__Description of the task__.
Return all lines in the data where the string "image" can be found.

__Dataset extract__.
##############################

//! Material record and mapping types.

use serde::{Deserialize, Serialize};
use serde_json::Value;
use std::collections::BTreeMap;

/// One entry in the color-to-material table.
///
/// `preview_color` is the flat color used in the source image; the provider is
/// told to find parts painted in that color and render them as the described
/// material or component.
#[derive(Debug, Clone, Default, PartialEq, Serialize, Deserialize)]
#[serde(rename_all = "camelCase")]
pub struct MaterialRecord {
    /// Stable identifier, unique within a mapping.
    #[serde(rename = "id", alias = "key", default)]
    pub key: String,
    /// Human label; falls back to `key`.
    #[serde(rename = "name", alias = "displayName", default, skip_serializing_if = "Option::is_none")]
    pub display_name: Option<String>,
    /// Color as it appears in the source image (e.g. `#FFD700`).
    #[serde(default)]
    pub preview_color: String,
    /// Real-world material name.
    #[serde(default, skip_serializing_if = "Option::is_none")]
    pub material: Option<String>,
    /// Surface finish (matte, satin, polished).
    #[serde(default, skip_serializing_if = "Option::is_none")]
    pub finish: Option<String>,
    /// Color of the real material.
    #[serde(default, skip_serializing_if = "Option::is_none")]
    pub color_code: Option<String>,
    /// Surface pattern (veins, grain).
    #[serde(default, skip_serializing_if = "Option::is_none")]
    pub pattern: Option<String>,
    /// Component label for non-material entries (oven, sink).
    #[serde(default, skip_serializing_if = "Option::is_none")]
    pub component: Option<String>,
    /// Free-text description of the component.
    #[serde(default, skip_serializing_if = "Option::is_none")]
    pub description: Option<String>,
    /// Any other fields, kept so a save/load round trip is lossless.
    #[serde(flatten)]
    pub extra: BTreeMap<String, Value>,
}

impl MaterialRecord {
    /// Creates a record with the given key and preview color.
    pub fn new(key: impl Into<String>, preview_color: impl Into<String>) -> Self {
        Self {
            key: key.into(),
            preview_color: preview_color.into(),
            ..Default::default()
        }
    }

    /// Sets the display name.
    pub fn with_name(mut self, name: impl Into<String>) -> Self {
        self.display_name = Some(name.into());
        self
    }

    /// Sets the material name.
    pub fn with_material(mut self, material: impl Into<String>) -> Self {
        self.material = Some(material.into());
        self
    }

    /// Sets the finish.
    pub fn with_finish(mut self, finish: impl Into<String>) -> Self {
        self.finish = Some(finish.into());
        self
    }

    /// Sets the real-world color code.
    pub fn with_color_code(mut self, color_code: impl Into<String>) -> Self {
        self.color_code = Some(color_code.into());
        self
    }

    /// Sets the pattern.
    pub fn with_pattern(mut self, pattern: impl Into<String>) -> Self {
        self.pattern = Some(pattern.into());
        self
    }

    /// Sets the component label.
    pub fn with_component(mut self, component: impl Into<String>) -> Self {
        self.component = Some(component.into());
        self
    }

    /// Sets the component description.
    pub fn with_description(mut self, description: impl Into<String>) -> Self {
        self.description = Some(description.into());
        self
    }

    /// Adds an extra free-form field.
    pub fn with_extra(mut self, field: impl Into<String>, value: impl Into<String>) -> Self {
        self.extra.insert(field.into(), Value::String(value.into()));
        self
    }

    /// Returns the display name, or the key if none is set.
    pub fn label(&self) -> &str {
        non_empty(self.display_name.as_deref()).unwrap_or(&self.key)
    }
}

/// Returns the value if it holds something other than whitespace.
pub(crate) fn non_empty(value: Option<&str>) -> Option<&str> {
    value.map(str::trim).filter(|v| !v.is_empty())
}

/// The full color-to-material table, keyed by record key.
///
/// Serializes as a plain JSON object `{ "<key>": { ...record } }`.
#[derive(Debug, Clone, Default, PartialEq, Serialize, Deserialize)]
#[serde(transparent)]
pub struct MaterialMapping(BTreeMap<String, MaterialRecord>);

impl MaterialMapping {
    /// Creates an empty mapping.
    pub fn new() -> Self {
        Self::default()
    }

    /// Inserts a record under its own key, replacing any previous entry.
    pub fn insert(&mut self, record: MaterialRecord) -> Option<MaterialRecord> {
        self.0.insert(record.key.clone(), record)
    }

    /// Sets `mapping[key] = record`.
    pub fn set(&mut self, key: impl Into<String>, record: MaterialRecord) -> Option<MaterialRecord> {
        self.0.insert(key.into(), record)
    }

    /// Looks up a record by key.
    pub fn get(&self, key: &str) -> Option<&MaterialRecord> {
        self.0.get(key)
    }

    /// Removes a record by key.
    pub fn remove(&mut self, key: &str) -> Option<MaterialRecord> {
        self.0.remove(key)
    }

    /// Iterates over records in key order.
    pub fn records(&self) -> impl Iterator<Item = &MaterialRecord> {
        self.0.values()
    }

    /// Iterates over `(key, record)` pairs in key order.
    pub fn iter(&self) -> impl Iterator<Item = (&String, &MaterialRecord)> {
        self.0.iter()
    }

    /// Number of records.
    pub fn len(&self) -> usize {
        self.0.len()
    }

    /// Returns true if there are no records.
    pub fn is_empty(&self) -> bool {
        self.0.is_empty()
    }
}

impl FromIterator<MaterialRecord> for MaterialMapping {
    fn from_iter<I: IntoIterator<Item = MaterialRecord>>(iter: I) -> Self {
        let mut mapping = Self::new();
        for record in iter {
            mapping.insert(record);
        }
        mapping
    }
}

#[cfg(test)]
mod tests {
    use super::*;

    #[test]
    fn test_record_wire_names() {
        let record = MaterialRecord::new("yellow", "#FFD700")
            .with_name("Yellow Mapping")
            .with_material("Matte White Sprayed MDF")
            .with_color_code("#f8f8f8");
        let json = serde_json::to_value(&record).unwrap();

        assert_eq!(json["id"], "yellow");
        assert_eq!(json["name"], "Yellow Mapping");
        assert_eq!(json["previewColor"], "#FFD700");
        assert_eq!(json["colorCode"], "#f8f8f8");
        assert!(json.get("finish").is_none());
        assert!(json.get("component").is_none());
    }

    #[test]
    fn test_record_keeps_unknown_fields() {
        let json = r##"{
            "id": "lightblue",
            "name": "Light Blue Mapping",
            "component": "Wine Fridge",
            "door": "Glass",
            "frame": "Black",
            "previewColor": "#ADD8E6"
        }"##;
        let record: MaterialRecord = serde_json::from_str(json).unwrap();
        assert_eq!(record.component.as_deref(), Some("Wine Fridge"));
        assert_eq!(record.extra["door"], "Glass");
        assert_eq!(record.extra["frame"], "Black");

        let back = serde_json::to_value(&record).unwrap();
        assert_eq!(back["door"], "Glass");
        assert_eq!(back["frame"], "Black");
    }

    #[test]
    fn test_record_accepts_aliases() {
        let json = r##"{"key": "k", "displayName": "Kitchen", "previewColor": "#111111"}"##;
        let record: MaterialRecord = serde_json::from_str(json).unwrap();
        assert_eq!(record.key, "k");
        assert_eq!(record.label(), "Kitchen");
    }

    #[test]
    fn test_label_falls_back_to_key() {
        let record = MaterialRecord::new("grey", "#808080");
        assert_eq!(record.label(), "grey");

        let blank = MaterialRecord::new("grey", "#808080").with_name("  ");
        assert_eq!(blank.label(), "grey");
    }

    #[test]
    fn test_mapping_serializes_as_object() {
        let mapping: MaterialMapping = [
            MaterialRecord::new("b", "#000000"),
            MaterialRecord::new("a", "#FFFFFF"),
        ]
        .into_iter()
        .collect();

        let json = serde_json::to_value(&mapping).unwrap();
        assert!(json.is_object());
        assert_eq!(json["a"]["previewColor"], "#FFFFFF");

        let keys: Vec<&String> = mapping.iter().map(|(k, _)| k).collect();
        assert_eq!(keys, vec!["a", "b"]);
    }

    #[test]
    fn test_set_replaces_entry() {
        let mut mapping = MaterialMapping::new();
        mapping.insert(MaterialRecord::new("a", "#FFFFFF"));
        let previous = mapping.set("a", MaterialRecord::new("a", "#000000"));

        assert_eq!(previous.unwrap().preview_color, "#FFFFFF");
        assert_eq!(mapping.len(), 1);
        assert_eq!(mapping.get("a").unwrap().preview_color, "#000000");
    }
}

##############################

__Exercise response__.
/// `preview_color` is the flat color used in the source image; the provider is
    /// Color as it appears in the source image (e.g. `#FFD700`).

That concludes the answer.